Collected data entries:

******

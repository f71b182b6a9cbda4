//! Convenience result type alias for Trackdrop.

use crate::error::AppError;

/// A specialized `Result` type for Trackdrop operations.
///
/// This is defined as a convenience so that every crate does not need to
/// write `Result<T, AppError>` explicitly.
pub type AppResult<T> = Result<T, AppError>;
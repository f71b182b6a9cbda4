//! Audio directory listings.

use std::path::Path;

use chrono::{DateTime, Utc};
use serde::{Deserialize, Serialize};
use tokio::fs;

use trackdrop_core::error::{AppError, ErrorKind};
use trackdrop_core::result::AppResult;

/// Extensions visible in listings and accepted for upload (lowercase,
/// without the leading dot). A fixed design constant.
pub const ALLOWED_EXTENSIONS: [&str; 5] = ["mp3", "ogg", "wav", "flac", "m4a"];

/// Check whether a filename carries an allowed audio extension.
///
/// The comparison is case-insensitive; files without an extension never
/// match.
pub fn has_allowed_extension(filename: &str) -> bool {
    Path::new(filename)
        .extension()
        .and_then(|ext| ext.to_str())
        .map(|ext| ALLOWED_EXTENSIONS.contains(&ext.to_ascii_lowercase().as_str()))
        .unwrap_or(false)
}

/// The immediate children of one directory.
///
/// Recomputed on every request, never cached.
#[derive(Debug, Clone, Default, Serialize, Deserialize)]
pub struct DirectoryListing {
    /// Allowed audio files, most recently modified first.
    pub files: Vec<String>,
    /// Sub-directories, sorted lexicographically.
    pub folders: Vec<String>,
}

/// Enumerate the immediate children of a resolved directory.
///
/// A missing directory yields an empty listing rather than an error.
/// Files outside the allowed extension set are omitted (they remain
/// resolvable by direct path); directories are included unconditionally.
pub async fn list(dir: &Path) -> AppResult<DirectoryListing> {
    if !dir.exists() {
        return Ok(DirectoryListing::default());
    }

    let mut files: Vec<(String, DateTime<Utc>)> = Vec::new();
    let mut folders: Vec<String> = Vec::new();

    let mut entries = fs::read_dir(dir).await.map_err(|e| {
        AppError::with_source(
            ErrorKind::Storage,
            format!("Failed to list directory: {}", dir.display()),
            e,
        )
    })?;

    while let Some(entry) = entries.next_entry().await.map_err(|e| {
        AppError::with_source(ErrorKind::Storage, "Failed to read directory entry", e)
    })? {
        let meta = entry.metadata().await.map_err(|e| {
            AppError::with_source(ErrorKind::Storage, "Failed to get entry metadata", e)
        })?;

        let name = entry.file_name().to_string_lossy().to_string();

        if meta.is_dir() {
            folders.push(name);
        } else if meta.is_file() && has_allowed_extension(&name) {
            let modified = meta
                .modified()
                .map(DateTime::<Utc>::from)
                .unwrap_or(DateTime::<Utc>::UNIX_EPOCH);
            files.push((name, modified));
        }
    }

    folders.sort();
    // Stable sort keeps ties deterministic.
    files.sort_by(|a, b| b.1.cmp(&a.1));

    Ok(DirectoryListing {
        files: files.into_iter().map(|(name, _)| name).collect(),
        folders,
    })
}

******

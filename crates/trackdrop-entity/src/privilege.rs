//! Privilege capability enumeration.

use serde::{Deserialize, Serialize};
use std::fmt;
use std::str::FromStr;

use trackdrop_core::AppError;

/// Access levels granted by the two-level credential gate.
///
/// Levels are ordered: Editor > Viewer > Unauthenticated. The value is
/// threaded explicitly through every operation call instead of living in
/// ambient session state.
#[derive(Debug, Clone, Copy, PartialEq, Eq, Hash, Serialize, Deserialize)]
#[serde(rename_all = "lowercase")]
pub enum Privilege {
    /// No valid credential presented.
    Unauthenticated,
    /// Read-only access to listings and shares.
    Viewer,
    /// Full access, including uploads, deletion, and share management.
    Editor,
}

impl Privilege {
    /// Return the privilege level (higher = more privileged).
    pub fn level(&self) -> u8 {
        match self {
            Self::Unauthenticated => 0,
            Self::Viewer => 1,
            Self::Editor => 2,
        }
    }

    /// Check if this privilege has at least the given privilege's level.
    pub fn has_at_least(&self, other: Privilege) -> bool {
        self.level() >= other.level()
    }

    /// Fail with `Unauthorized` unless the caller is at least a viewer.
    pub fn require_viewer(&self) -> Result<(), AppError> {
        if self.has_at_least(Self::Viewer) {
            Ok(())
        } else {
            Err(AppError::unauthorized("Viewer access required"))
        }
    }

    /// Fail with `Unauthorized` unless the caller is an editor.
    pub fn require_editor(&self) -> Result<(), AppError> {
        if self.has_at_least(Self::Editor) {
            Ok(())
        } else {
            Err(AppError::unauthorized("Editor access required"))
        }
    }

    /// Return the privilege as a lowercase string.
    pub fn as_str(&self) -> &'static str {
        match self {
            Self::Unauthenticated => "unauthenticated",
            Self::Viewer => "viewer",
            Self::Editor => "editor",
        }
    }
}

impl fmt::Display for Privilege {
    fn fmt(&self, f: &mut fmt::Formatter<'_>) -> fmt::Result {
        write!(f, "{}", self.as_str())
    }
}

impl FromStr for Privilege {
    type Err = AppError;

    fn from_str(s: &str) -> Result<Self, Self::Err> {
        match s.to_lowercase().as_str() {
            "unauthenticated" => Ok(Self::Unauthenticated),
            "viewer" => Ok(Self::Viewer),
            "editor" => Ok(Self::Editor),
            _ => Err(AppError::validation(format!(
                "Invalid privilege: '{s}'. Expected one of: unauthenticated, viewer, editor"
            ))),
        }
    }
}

******

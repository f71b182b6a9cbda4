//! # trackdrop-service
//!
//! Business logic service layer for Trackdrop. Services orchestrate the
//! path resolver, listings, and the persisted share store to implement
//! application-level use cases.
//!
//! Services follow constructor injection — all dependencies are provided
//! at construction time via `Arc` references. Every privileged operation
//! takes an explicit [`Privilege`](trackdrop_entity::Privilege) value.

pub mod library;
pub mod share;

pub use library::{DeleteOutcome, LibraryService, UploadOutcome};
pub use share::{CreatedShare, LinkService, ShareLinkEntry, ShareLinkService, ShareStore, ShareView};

******

Task prompt: When you reach the line holding "pub fn as_str(&self)" in the records above, begin reproducing exactly, stop after the line holding "fn fmt(&self, f: &mut", and output nothing else.

Task answer:
    pub fn as_str(&self) -> &'static str {
        match self {
            Self::Unauthenticated => "unauthenticated",
            Self::Viewer => "viewer",
            Self::Editor => "editor",
        }
    }
}

impl fmt::Display for Privilege {
    fn fmt(&self, f: &mut fmt::Formatter<'_>) -> fmt::Result {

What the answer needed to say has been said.